Lors de ces deux mois de confinement, l'anticipation du rendez-vous chez le coiffeur s'était transformée en blague récurrente. Sur les réseaux sociaux, on s'échangeait des photos "avant-après", on s'imaginait en Cousin Machin de la Famille Addams ou en ermite échevelé. Et l'annonce de la réouverture des salons de coiffure le 11 mai a été accueillie telle une drôle de délivrance symbolique par des millions de Français·e·s. Comme un rite de passage vers ce monde d'après, au-delà d'une simple coloration ou d'un rafraîchissement de tignasse.
Cette attente, Lucie Bouteila l'a vécue elle aussi. Intensément. Cette jeune coiffeuse installée à Bordeaux a dû serrer les dents pendant deux mois. Car le confinement du 17 mars est intervenu trois mois seulement après l'ouverture de son barbershop, Holy Cut. Un endroit très personnel qu'elle a conçu avec un concept en tête : en faire un salon unisexe pratiquant des tarifs non-genrés. "J'ai senti qu'il y avait un besoin". Le principe ? Femmes comme hommes paient le même prix, envoyant valser au passage la fameuse "taxe rose" qui frappe également le milieu de la coiffure. Car les femmes ont encore à débourser deux fois plus que les hommes lorsqu'elles se font couper les tifs. "La seule différence de tarif se fait en fonction de la longueur du cheveu, de la technique de la coupe, du temps que j'y passe."
Cette idée lui a été inspirée par sa propre expérience : "J'ai 30 ans, les cheveux courts depuis au moins 10 ans et j'ai toujours trouvé cette différence de tarifs entre les coupes hommes et les coupes femmes comme anormale. Souvent, j'en avais pour 45 à 50 euros alors que le client d'à côté qui voulait quasiment la même coupe que moi payait entre 25 et 30 euros." L'élément déclencheur est survenu alors qu'elle travaillait chez son ancien employeur, il y a deux ans. Un salon exclusivement réservé aux hommes. "Un homme transgenre est rentré, il était en phase de transition. Il a demandé une coupe. Et mon patron m'a dit : 'Non non, c'est une femme, on ne la prend pas'. J'ai trouvé ça terriblement injuste."
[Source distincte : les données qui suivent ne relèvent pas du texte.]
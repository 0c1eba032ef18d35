use std::path::Path;

use anyhow::Context;
use colored::Colorize;
use serde_json::Value;
use tally_codec::{DataFormat, Record};
use tally_sdk::TallyConfig;
use tally_store::DataStorage;
use tracing::debug;

use crate::cli::*;

pub fn run_command(cli: Cli) -> anyhow::Result<()> {
    let config = load_config(cli.config.as_deref())?;
    match cli.command {
        Command::Ids(args) => cmd_ids(&config, args, &cli.output),
        Command::Show(args) => cmd_show(&config, args, &cli.output),
        Command::Delete(args) => cmd_delete(&config, args),
        Command::Config => cmd_config(&config),
    }
}

fn load_config(path: Option<&Path>) -> anyhow::Result<TallyConfig> {
    match path {
        Some(path) => TallyConfig::load(path)
            .with_context(|| format!("loading configuration from {}", path.display())),
        None => Ok(TallyConfig::default()),
    }
}

fn cmd_ids(config: &TallyConfig, args: IdsArgs, output: &OutputFormat) -> anyhow::Result<()> {
    let storage = config.open_storage();
    let mut ids = storage.list_ids(&args.bucket)?;
    ids.sort();
    debug!(bucket = %args.bucket, count = ids.len(), "listed records");
    match output {
        OutputFormat::Json => println!("{}", serde_json::to_string_pretty(&ids)?),
        OutputFormat::Text => {
            if ids.is_empty() {
                println!("No records in {}.", args.bucket.bold());
            }
            for id in &ids {
                println!("{id}");
            }
        }
    }
    Ok(())
}

fn cmd_show(config: &TallyConfig, args: ShowArgs, output: &OutputFormat) -> anyhow::Result<()> {
    let storage = config.open_storage();
    let bytes = storage
        .load(&args.bucket, &args.id)?
        .with_context(|| format!("no record {} in {}", args.id, args.bucket))?;
    let record = config
        .format
        .decode_record(&bytes)
        .with_context(|| format!("decoding {} record {}", config.format, args.id))?;

    match output {
        OutputFormat::Json => {
            println!("{}", serde_json::to_string_pretty(&record_json(config.format, &record))?)
        }
        OutputFormat::Text => {
            println!("{} {}/{}", "Record".bold(), args.bucket.cyan(), args.id.yellow());
            if record.is_empty() {
                println!("  (no fields)");
            }
            for (key, bytes) in &record {
                println!("  {} = {}", key.green(), render_value(config.format, bytes));
            }
        }
    }
    Ok(())
}

fn cmd_delete(config: &TallyConfig, args: DeleteArgs) -> anyhow::Result<()> {
    let storage = config.open_storage();
    if storage.delete(&args.bucket, &args.id)? {
        println!("{} Deleted {}/{}", "✓".green(), args.bucket, args.id.yellow());
    } else {
        println!("No record {} in {}.", args.id.yellow(), args.bucket.bold());
    }
    Ok(())
}

fn cmd_config(config: &TallyConfig) -> anyhow::Result<()> {
    print!("{}", config.to_toml_string()?);
    Ok(())
}

/// One field value as text. JSON values print as-is; binary values are opaque
/// without their codec, so only the size is shown.
fn render_value(format: DataFormat, bytes: &[u8]) -> String {
    match format {
        DataFormat::Json => String::from_utf8_lossy(bytes).into_owned(),
        DataFormat::Binary => format!("<{} bytes>", bytes.len()),
    }
}

fn record_json(format: DataFormat, record: &Record) -> Value {
    let fields = record
        .iter()
        .map(|(key, bytes)| {
            let value = match format {
                DataFormat::Json => serde_json::from_slice(bytes)
                    .unwrap_or_else(|_| Value::String(render_value(format, bytes))),
                DataFormat::Binary => Value::String(render_value(format, bytes)),
            };
            (key.clone(), value)
        })
        .collect();
    Value::Object(fields)
}

#[cfg(test)]
mod tests {
    use super::*;

    #[test]
    fn json_values_render_verbatim() {
        assert_eq!(render_value(DataFormat::Json, b"{\"a\":1}"), "{\"a\":1}");
        assert_eq!(render_value(DataFormat::Binary, &[1, 2, 3]), "<3 bytes>");
    }

    #[test]
    fn record_json_nests_values() {
        let mut record = Record::new();
        record.insert("economy:coins".into(), b"500".to_vec());
        record.insert("profile:title".into(), b"\"knight\"".to_vec());
        let json = record_json(DataFormat::Json, &record);
        assert_eq!(json["economy:coins"], 500);
        assert_eq!(json["profile:title"], "knight");
    }

    #[test]
    fn missing_config_file_fails() {
        let dir = tempfile::tempdir().unwrap();
        assert!(load_config(Some(&dir.path().join("absent.toml"))).is_err());
        assert_eq!(load_config(None).unwrap(), TallyConfig::default());
    }
}
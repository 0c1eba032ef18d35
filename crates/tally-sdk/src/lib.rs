//! High-level SDK for the Tally entity data layer.
//!
//! [`DataApi`] is the one handle a game server holds: typed owner and linked
//! fields, links, expiring values, transactions, change events (local or
//! across nodes) and bulk scans, over a pluggable storage backend configured
//! by [`TallyConfig`].

pub mod api;
pub mod bulk;
pub mod config;
pub mod error;

pub use api::{DataApi, DataApiBuilder};
pub use bulk::{LeaderboardEntry, Page};
pub use config::{StorageBackend, StorageConfig, TallyConfig};
pub use error::{SdkError, SdkResult};

// Re-export key types
pub use tally_codec::{Codec, DataFormat};
pub use tally_core::{BucketLayout, DataError, DataResult, Transaction, TxError};
pub use tally_events::{
    LinkChange, MemoryChannel, OwnerChanged, OwnerExpired, PubSub, SharedChanged, SharedExpired,
};
pub use tally_store::{DataStorage, FileStorage, InMemoryStorage};
pub use tally_types::{field, validators, FieldBuilder, LinkType, LinkedField, OwnerField, OwnerId};
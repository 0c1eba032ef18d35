use std::fmt;
use std::hash::Hash;
use std::str::FromStr;
use std::sync::Arc;

use serde::de::DeserializeOwned;
use serde::Serialize;
use tally_codec::{serde_codec, Codec, OptionCodec};

use crate::field::{FieldBuilder, OwnerField};

/// Key of a shared entity.
///
/// `Display` yields the storage id; `FromStr` parses it back for scans.
pub trait LinkKey: Clone + Eq + Hash + fmt::Debug + fmt::Display + FromStr + Send + Sync + 'static {}

impl<K> LinkKey for K where
    K: Clone + Eq + Hash + fmt::Debug + fmt::Display + FromStr + Send + Sync + 'static
{
}

struct LinkTypeInner<K> {
    name: Arc<str>,
    key_codec: Arc<dyn Codec<K>>,
    back_ref: OwnerField<Option<K>>,
}

/// A named relation from owners to shared entities keyed by `K`.
///
/// Each owner has at most one key per link type. The current key is also
/// persisted on the owner through the back-reference field, so links can be
/// rebuilt after a restart. Two link types are equal when their names are.
pub struct LinkType<K> {
    inner: Arc<LinkTypeInner<K>>,
}

impl<K: LinkKey> LinkType<K> {
    pub fn new(
        name: impl Into<String>,
        key_codec: Arc<dyn Codec<K>>,
        back_ref: OwnerField<Option<K>>,
    ) -> Self {
        let name: String = name.into();
        Self {
            inner: Arc::new(LinkTypeInner {
                name: name.into(),
                key_codec,
                back_ref,
            }),
        }
    }

    /// Link type whose back-reference lives at `links:{name}`.
    pub fn with_codec(name: impl Into<String>, key_codec: Arc<dyn Codec<K>>) -> Self {
        let name: String = name.into();
        let back_ref = FieldBuilder::new(
            "links",
            name.clone(),
            Arc::new(OptionCodec::new(key_codec.clone())),
            None,
        )
        .owner();
        Self::new(name, key_codec, back_ref)
    }

    pub fn name(&self) -> &str {
        &self.inner.name
    }

    pub fn name_arc(&self) -> Arc<str> {
        self.inner.name.clone()
    }

    pub fn key_codec(&self) -> &Arc<dyn Codec<K>> {
        &self.inner.key_codec
    }

    /// Owner field holding the owner's current key for this link type.
    pub fn back_ref(&self) -> &OwnerField<Option<K>> {
        &self.inner.back_ref
    }

    /// Record id of the shared entity for `key`.
    pub fn storage_id(&self, key: &K) -> String {
        key.to_string()
    }

    pub fn parse_id(&self, id: &str) -> Option<K> {
        id.parse().ok()
    }
}

impl<K> LinkType<K>
where
    K: LinkKey + Serialize + DeserializeOwned,
{
    /// Link type with serde-encoded keys.
    pub fn serde(name: impl Into<String>) -> Self {
        Self::with_codec(name, serde_codec::<K>())
    }
}

impl<K> Clone for LinkType<K> {
    fn clone(&self) -> Self {
        Self {
            inner: self.inner.clone(),
        }
    }
}

impl<K> PartialEq for LinkType<K> {
    fn eq(&self, other: &Self) -> bool {
        self.inner.name == other.inner.name
    }
}

impl<K> Eq for LinkType<K> {}

impl<K> fmt::Debug for LinkType<K> {
    fn fmt(&self, f: &mut fmt::Formatter<'_>) -> fmt::Result {
        write!(f, "LinkType({})", self.inner.name)
    }
}

#[cfg(test)]
mod tests {
    use super::*;
    use crate::OwnerId;
    use tally_codec::DataFormat;

    #[test]
    fn back_ref_is_namespaced_under_links() {
        let island = LinkType::<OwnerId>::serde("island");
        assert_eq!(island.back_ref().full_key(), "links:island");
        assert_eq!(island.back_ref().default_value(), None);
    }

    #[test]
    fn storage_id_parses_back() {
        let island = LinkType::<OwnerId>::serde("island");
        let key = OwnerId::new();
        let id = island.storage_id(&key);
        assert_eq!(island.parse_id(&id), Some(key));
        assert_eq!(island.parse_id("nope"), None);
    }

    #[test]
    fn identity_is_the_name() {
        let a = LinkType::<String>::serde("guild");
        let b = LinkType::<String>::serde("guild");
        let c = LinkType::<String>::serde("island");
        assert_eq!(a, b);
        assert_ne!(a, c);
    }

    #[test]
    fn back_ref_encodes_key() {
        let guild = LinkType::<String>::serde("guild");
        let bytes = guild
            .back_ref()
            .encode(&Some("red".into()), DataFormat::Json)
            .unwrap();
        assert_eq!(bytes, br#""red""#);
    }
}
Lucie Bouteila décide alors de monter sa propre entreprise sur le modèle du barbershop. Mais avec une philosophie bien différente. "Le barbershop, c'est un coiffeur-barbier qui coupe les cheveux et taille les barbes, dans un espace souvent très viril, avec des motos, des briques rouges, du gros rock. Les mecs y sont entre mâles". Lucie, elle, a façonné un espace de rencontres joyeux et convivial. Et surtout inclusif. "Mon salon est spécialisé dans les coupes courtes. J'y donne accès aux hommes, aux femmes, aux personnes transgenres. Ici, il n'y a pas de discriminations de genre."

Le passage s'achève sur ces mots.